Looking back on my life, I note that I always spent my time in the fringes as well. I'm not sure when I decided that I prefer life there, but I think that decision evolved in college where I met others like me. It probably had more to do with the fact that my friends and I were all outsiders at our very Midwestern university, so we rebelled. You can get away with that at a school with 30K students.

Still, I went through my stages of trying to fit in: Pappagallo, Laura Ashley, Doonie & Bourke and the Southern Belle Primer.

On the outside, I was one of the hip crowd, on the inside, I felt like an outsider. Somehow, I learned not to let that show. Those were my quiet years, when I kept my opinions to myself, showed only my poker face and focused on my career. I married, built my dream home, wore designer clothing and spent my vacations in fashionable Charleston. As my husband always said, "I walked the walk and talked the talk."

My quiet years ended when I found myself raising two special needs children. I just didn't have the energy or money to keep up with the Joneses anymore. Over the past 12 years, I have slowly evolved into a person, who doesn't worry about what other people think. My favorite sayings are "So what" and "Whatever."

I keep to myself, unless I want company, and only buy designer clothes, if they are made of cotton, black and grey, and sold at Sam's Club, Costco or BJ's.
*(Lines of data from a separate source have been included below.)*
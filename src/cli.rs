//! CLI argument definitions using clap derive macros.

use std::path::PathBuf;
use std::time::Duration;

use clap::Parser;

use doi_checker_core::CheckConfig;

/// Check DOI links against a resolver and record redirect outcomes.
///
/// Reads `\r\n`-separated records, probes `https://<domain>/<field 5>` for
/// each, and appends `url;status;redirect;final status` lines to the output
/// file. With no flags the built-in defaults are used.
#[derive(Parser, Debug)]
#[command(name = "doi-checker")]
#[command(author, version, about)]
pub struct Args {
    /// Increase output verbosity (-v for debug, -vv for trace)
    #[arg(short, long, action = clap::ArgAction::Count)]
    pub verbose: u8,

    /// Suppress non-error output
    #[arg(short, long)]
    pub quiet: bool,

    /// Config file (default: $XDG_CONFIG_HOME/doi-checker/config.toml if present)
    #[arg(long, value_name = "FILE")]
    pub config: Option<PathBuf>,

    /// Input file of `\r\n`-separated records
    #[arg(short, long, value_name = "FILE")]
    pub input: Option<PathBuf>,

    /// Output file to append results to
    #[arg(short, long, value_name = "FILE")]
    pub output: Option<PathBuf>,

    /// Resolver domain identifiers are appended to
    #[arg(short, long)]
    pub domain: Option<String>,

    /// Number of concurrent workers (1-1000)
    #[arg(short, long, value_parser = clap::value_parser!(u16).range(1..=1000))]
    pub workers: Option<u16>,

    /// Delay each worker waits between requests in milliseconds (0-60000)
    #[arg(long, value_parser = clap::value_parser!(u64).range(0..=60000))]
    pub delay_ms: Option<u64>,
}

impl Args {
    /// Returns the default log level for the verbose/quiet flags.
    pub fn default_log_level(&self) -> &'static str {
        if self.quiet {
            "error"
        } else {
            match self.verbose {
                0 => "info",
                1 => "debug",
                _ => "trace",
            }
        }
    }

    /// Applies flags that were given on top of `config`.
    pub fn apply_overrides(&self, config: &mut CheckConfig) {
        if let Some(input) = &self.input {
            config.input_path.clone_from(input);
        }
        if let Some(output) = &self.output {
            config.output_path.clone_from(output);
        }
        if let Some(domain) = &self.domain {
            config.domain.clone_from(domain);
        }
        if let Some(workers) = self.workers {
            config.workers = usize::from(workers);
        }
        if let Some(delay_ms) = self.delay_ms {
            config.delay = Duration::from_millis(delay_ms);
        }
    }
}
use std::net::TcpListener;
use std::panic::Location;

use wiremock::MockServer;

/// Env var that turns socket-bound test skips into hard failures.
const REQUIRE_SOCKET_TESTS_VAR: &str = "DOI_CHECKER_REQUIRE_SOCKET_TESTS";

#[must_use]
pub fn socket_tests_required() -> bool {
    std::env::var(REQUIRE_SOCKET_TESTS_VAR)
        .ok()
        .is_some_and(|value| matches!(value.to_ascii_lowercase().as_str(), "1" | "true" | "yes"))
}

/// Returns `true` when localhost sockets cannot be bound in this environment.
///
/// # Panics
///
/// Panics instead of skipping when `DOI_CHECKER_REQUIRE_SOCKET_TESTS` is set.
#[track_caller]
#[must_use]
#[allow(clippy::panic)]
pub fn should_skip_socket_bound_test() -> bool {
    if TcpListener::bind("127.0.0.1:0").is_ok() {
        return false;
    }

    let location = Location::caller();
    let message = format!(
        "[socket-bound-test] cannot bind localhost socket at {}:{}; wiremock-based test cannot run in this environment",
        location.file(),
        location.line()
    );
    if socket_tests_required() {
        panic!("{message}. Set {REQUIRE_SOCKET_TESTS_VAR}=0 to allow local skip behavior.");
    }

    eprintln!("{message}. Skipping test. Set {REQUIRE_SOCKET_TESTS_VAR}=1 to fail-fast instead.");
    true
}

pub async fn start_mock_server_or_skip() -> Option<MockServer> {
    if should_skip_socket_bound_test() {
        None
    } else {
        Some(MockServer::start().await)
    }
}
Unfortunately, the same principles don't apply to my daughter. She is finally getting to an age where she realizes that she's different. I remember those years. Being an emotional pre-teen is bad enough. Living on the outside, looking in can be devastating.

I don't know how to explain this to my daughter. I'm still trying to figure out how I developed such a bone-dry wit. I'm a lot like the mother in Erma Bombeck's poem "The Special Mother," since I have to learn how to teach my children to live in a world full of ignorance, cruelty and prejudice toward anyone, who is different.

For now, I take my children's issues one at a time, I wake each day wondering what new crisis I will face and I live for those special moments, like today, when my asthmatic/SID/ADHD son finally put his head in the water after two years of swimming lessons.

I suppose that kind of moment is special to all parents, but it's priceless to me.